Se para os pisantes a burocracia para o embarque é estressante, imagine a uma cadeirante.

Tamara respondeu a amiga que tinham muito a conversar. Queria sentir como naquele diálogo de novo, num novo encontro, novo tempo, por as vísceras para fora, ao menos parte delas, o estômago, o intestino, o gosto do mundo pela fala, sem pudor. Viver o estar como que inalando o perfume, liberdade fora do frasco numa amizade sincera, desnecessitando valer-se do esforço para o tato, o trato superficial nas relações corriqueiras.

Elba colocou a máscara. Para finalizar aquilo que seguiam na conversa, disse:

__Se estar em Deus foi ter encerrado a discussão interna se sou filha Dele, ou não, pode ter acontecido isto comigo, sinto ser parte de Deus, existe ele em meu âmago, não sei como, mas existe...eu sei.. Não sigo mais a religião de papai e de mamãe nos moldes do desenho da confissão de fé que assumi pacto um dia. Peregrino no mundo vivendo a vida como sendo um traçado escrito por Deus, sem o rigorismo das estruturas convencionais predeterminadas pelos critérios do dogma para eu ser no risco, na reta, apesar de não ter afastado das reuniões, do saborear com a irmandade amiga o gosto único que m` alma usufrui ao estar com o grupo numa solenidade .

Empurrando vagarosamente os pneus da cadeira, Tamara concluiu:

___ Esfumaceia no juízo que temos pouco espaço para o uso da livre escolha, a liberdade é um ultraje, as evidências grita na vitrine da vida, esta que revela violência pagando com violência, pobreza como anfitriã da festa no palco da neurose coletiva instaurada a qual incluímo-nos. Engodo que vive nos lábios e quimeras dos poetas. Com o Arquiteto do mundo não se negocia, estar aqui a partir do nascimento, a vida chama, pede ação, reação. E Ele no comando, dando o dia e a noite. Ida. Por mais que sintamos livres para fazermos ou deixarmos de fazer, somente os resultados chegam, são nossos, pedindo solução, chamando-nos à submissão do destino de sobreviver a qualquer custo.

Tamara disse que deixaria o endereço e o telefone na recepção, não perderia a amiga nunca mais.
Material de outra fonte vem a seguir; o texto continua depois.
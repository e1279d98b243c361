use std::sync::Arc;
use std::time::Duration;

use anyhow::{Context, Result};
use celery_client::Client;
use celery_config::{AppConfig, ConfigValidator};
use celery_domain::{Broker, ResultBackend};
use celery_infrastructure::AdapterFactory;
use celery_worker::Worker;
use tokio::signal;
use tracing::{error, info, warn};
use tracing_subscriber::{layer::SubscriberExt, util::SubscriberInitExt, EnvFilter};

use crate::shutdown::ShutdownManager;
use crate::tasks::register_builtin_tasks;

/// 命令行给出的启动参数，优先于配置文件
#[derive(Debug, Clone, Default)]
pub struct StartupConfig {
    pub config_path: Option<String>,
    pub log_level: Option<String>,
    pub log_format: Option<String>,
    pub queue: Option<String>,
    pub broker_url: Option<String>,
}

/// 初始化日志系统
pub fn init_logging(log_level: &str, log_format: &str) -> Result<()> {
    let env_filter =
        EnvFilter::try_from_default_env().unwrap_or_else(|_| EnvFilter::new(log_level));

    let registry = tracing_subscriber::registry().with(env_filter);

    match log_format {
        "json" => {
            registry
                .with(tracing_subscriber::fmt::layer().json())
                .try_init()
                .context("初始化JSON日志格式失败")?;
        }
        "pretty" => {
            registry
                .with(tracing_subscriber::fmt::layer().pretty())
                .try_init()
                .context("初始化Pretty日志格式失败")?;
        }
        _ => {
            return Err(anyhow::anyhow!("不支持的日志格式: {log_format}"));
        }
    }

    Ok(())
}

/// 加载配置并叠加命令行覆盖项
pub fn load_config(startup_config: &StartupConfig) -> Result<AppConfig> {
    let mut config = AppConfig::load(startup_config.config_path.as_deref())
        .context("加载配置失败")?;

    if let Some(ref level) = startup_config.log_level {
        config.logging.level = level.clone();
    }
    if let Some(ref format) = startup_config.log_format {
        config.logging.format = format.clone();
    }
    if let Some(ref queue) = startup_config.queue {
        config.broker.queue = queue.clone();
    }
    if let Some(ref url) = startup_config.broker_url {
        config.broker.url = url.clone();
    }

    config.validate().context("命令行参数覆盖后的配置无效")?;
    Ok(config)
}

/// 同一进程内Worker与客户端共用的适配器
///
/// 内存适配器只在同一实例内互通，因此要先创建一次再分别交给Worker和客户端。
#[derive(Clone)]
pub struct Adapters {
    pub broker: Arc<dyn Broker>,
    pub backend: Arc<dyn ResultBackend>,
}

/// 按配置创建消息代理和结果后端
pub fn build_adapters(config: &AppConfig) -> Result<Adapters> {
    let broker = AdapterFactory::create_broker(&config.broker).context("创建消息代理失败")?;
    let backend = AdapterFactory::create_backend(&config.backend).context("创建结果后端失败")?;
    Ok(Adapters { broker, backend })
}

/// 在给定适配器上创建Worker并注册内置任务
pub fn build_worker(config: &AppConfig, adapters: &Adapters) -> Result<Worker> {
    let worker = Worker::new(
        Arc::clone(&adapters.broker),
        Arc::clone(&adapters.backend),
        config.broker.queue.clone(),
    );
    register_builtin_tasks(&worker)?;
    Ok(worker)
}

/// 在给定适配器上创建客户端
pub fn build_client(config: &AppConfig, adapters: &Adapters) -> Client {
    Client::new(Arc::clone(&adapters.broker), Arc::clone(&adapters.backend))
        .with_queue(config.broker.queue.clone())
        .with_hostname(&config.worker.hostname)
        .with_poll_interval(Duration::from_millis(config.worker.poll_interval_ms))
}

/// 运行Worker直到 `shutdown` 被触发，然后排空进行中的任务并断开连接
pub async fn run_worker(worker: Arc<Worker>, shutdown: ShutdownManager) -> Result<()> {
    let mut shutdown_rx = shutdown.subscribe().await;

    worker.start().await.context("启动Worker失败")?;
    info!("Worker已启动, 队列: {}", worker.queue());

    let _ = shutdown_rx.recv().await;
    info!("收到关闭信号，开始优雅关闭...");

    match shutdown.drain(worker.stop()).await {
        Some(outcomes) => {
            let failed = outcomes.iter().filter(|o| !o.is_success()).count();
            info!("进行中的任务已结束: {} 个, 其中失败 {} 个", outcomes.len(), failed);
        }
        None => warn!("仍有 {} 个任务未结束", worker.active_count()),
    }

    if let Err(e) = worker.disconnect().await {
        error!("断开连接失败: {e}");
    }

    info!("Worker已退出");
    Ok(())
}

/// 以配置启动Worker进程，阻塞直到收到系统信号
pub async fn start_worker(startup_config: StartupConfig) -> Result<()> {
    let config = load_config(&startup_config)?;
    init_logging(&config.logging.level, &config.logging.format)?;

    info!("启动Celery Worker");
    info!(
        "消息代理: {}, 结果后端: {}, 队列: {}",
        config.broker.kind, config.backend.kind, config.broker.queue
    );

    let adapters = build_adapters(&config)?;
    let worker = Arc::new(build_worker(&config, &adapters)?);
    let shutdown = ShutdownManager::new(Duration::from_secs(config.worker.shutdown_timeout_seconds));

    let mut handle = {
        let worker = Arc::clone(&worker);
        let shutdown = shutdown.clone();
        tokio::spawn(async move { run_worker(worker, shutdown).await })
    };

    let joined = tokio::select! {
        _ = wait_for_shutdown_signal() => {
            shutdown.shutdown().await;
            handle.await
        }
        joined = &mut handle => joined,
    };

    match joined {
        Ok(result) => result,
        Err(e) => Err(anyhow::anyhow!("Worker任务异常退出: {e}")),
    }
}

/// 等待关闭信号
pub async fn wait_for_shutdown_signal() {
    let ctrl_c = async {
        if let Err(e) = signal::ctrl_c().await {
            error!("安装Ctrl+C信号处理器失败: {e}");
            std::future::pending::<()>().await;
        }
    };

    #[cfg(unix)]
    let terminate = async {
        match signal::unix::signal(signal::unix::SignalKind::terminate()) {
            Ok(mut sigterm) => {
                sigterm.recv().await;
            }
            Err(e) => {
                error!("安装SIGTERM信号处理器失败: {e}");
                std::future::pending::<()>().await;
            }
        }
    };

    #[cfg(not(unix))]
    let terminate = std::future::pending::<()>();

    tokio::select! {
        _ = ctrl_c => {
            info!("收到Ctrl+C信号");
        },
        _ = terminate => {
            info!("收到SIGTERM信号");
        },
    }
}

#[cfg(test)]
mod tests {
    use super::*;
    use celery_config::{BackendKind, BrokerKind};
    use serde_json::{json, Map};
    use std::io::Write;
    use tempfile::NamedTempFile;

    fn memory_config_file() -> NamedTempFile {
        let mut file = NamedTempFile::new().unwrap();
        writeln!(
            file,
            r#"
[broker]
kind = "memory"
queue = "from-file"

[backend]
kind = "memory"

[logging]
level = "debug"
"#
        )
        .unwrap();
        file
    }

    #[test]
    fn test_load_config_applies_overrides() {
        let file = memory_config_file();
        let startup = StartupConfig {
            config_path: Some(file.path().to_string_lossy().to_string()),
            queue: Some("from-cli".to_string()),
            log_format: Some("json".to_string()),
            ..Default::default()
        };

        let config = load_config(&startup).unwrap();
        assert_eq!(config.broker.kind, BrokerKind::Memory);
        assert_eq!(config.backend.kind, BackendKind::Memory);
        assert_eq!(config.broker.queue, "from-cli");
        assert_eq!(config.logging.level, "debug");
        assert_eq!(config.logging.format, "json");
    }

    #[test]
    fn test_load_config_rejects_invalid_override() {
        let file = memory_config_file();
        let startup = StartupConfig {
            config_path: Some(file.path().to_string_lossy().to_string()),
            log_format: Some("xml".to_string()),
            ..Default::default()
        };
        assert!(load_config(&startup).is_err());
    }

    #[test]
    fn test_bundled_config_is_valid() {
        let startup = StartupConfig {
            config_path: Some("config/celery.toml".to_string()),
            ..Default::default()
        };
        let config = load_config(&startup).unwrap();
        assert_eq!(config.broker.kind, BrokerKind::Amqp);
        assert_eq!(
            config.broker.connect_options.get("heartbeat").map(String::as_str),
            Some("60")
        );
        assert!(config
            .broker
            .connection_url()
            .unwrap()
            .contains("heartbeat=60"));
    }

    #[test]
    fn test_load_config_missing_file() {
        let startup = StartupConfig {
            config_path: Some("/nonexistent/celery.toml".to_string()),
            ..Default::default()
        };
        assert!(load_config(&startup).is_err());
    }

    fn memory_config() -> AppConfig {
        let mut config = AppConfig::default();
        config.broker.kind = BrokerKind::Memory;
        config.backend.kind = BackendKind::Memory;
        config.worker.hostname = "node-1".to_string();
        config.worker.poll_interval_ms = 10;
        config
    }

    #[tokio::test]
    async fn test_worker_and_client_share_memory_adapters() {
        let config = memory_config();
        let adapters = build_adapters(&config).unwrap();
        let worker = build_worker(&config, &adapters).unwrap();
        let client = build_client(&config, &adapters);
        worker.start().await.unwrap();

        let result = client
            .send_task("tasks.add", vec![json!(1), json!(2)], Map::new())
            .await
            .unwrap();
        assert_eq!(
            result.get(Some(Duration::from_secs(2))).await.unwrap(),
            json!(3)
        );

        worker.stop().await;
    }

    #[test]
    fn test_client_origin_uses_configured_hostname() {
        let config = memory_config();
        let adapters = build_adapters(&config).unwrap();
        let client = build_client(&config, &adapters);
        assert_eq!(client.origin(), format!("{}@node-1", std::process::id()));
    }

    #[tokio::test]
    async fn test_run_worker_until_shutdown() {
        let mut config = AppConfig::default();
        config.broker.kind = BrokerKind::Memory;
        config.backend.kind = BackendKind::Memory;

        let adapters = build_adapters(&config).unwrap();
        let worker = Arc::new(build_worker(&config, &adapters).unwrap());
        assert!(worker.registered_tasks().contains(&"tasks.add".to_string()));

        let shutdown = ShutdownManager::new(Duration::from_secs(1));
        let handle = tokio::spawn(run_worker(Arc::clone(&worker), shutdown.clone()));

        for _ in 0..50 {
            if worker.is_running().await {
                break;
            }
            tokio::time::sleep(Duration::from_millis(10)).await;
        }
        assert!(worker.is_running().await);

        shutdown.shutdown().await;
        handle.await.unwrap().unwrap();
        assert!(!worker.is_running().await);
    }
}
Manteriam contato via internet, e celular. Elba iria até a Suíça, seria uma maravilha!

Saiu apressadamente, até não ser vista mais.

Elba ficou alguns minutos tentando absorver tantas emoções, até que olhou no relógio, era hora do almoço, iria até o supermercado comprar os ingredientes para o menu que recepcionaria a chegada de Walter.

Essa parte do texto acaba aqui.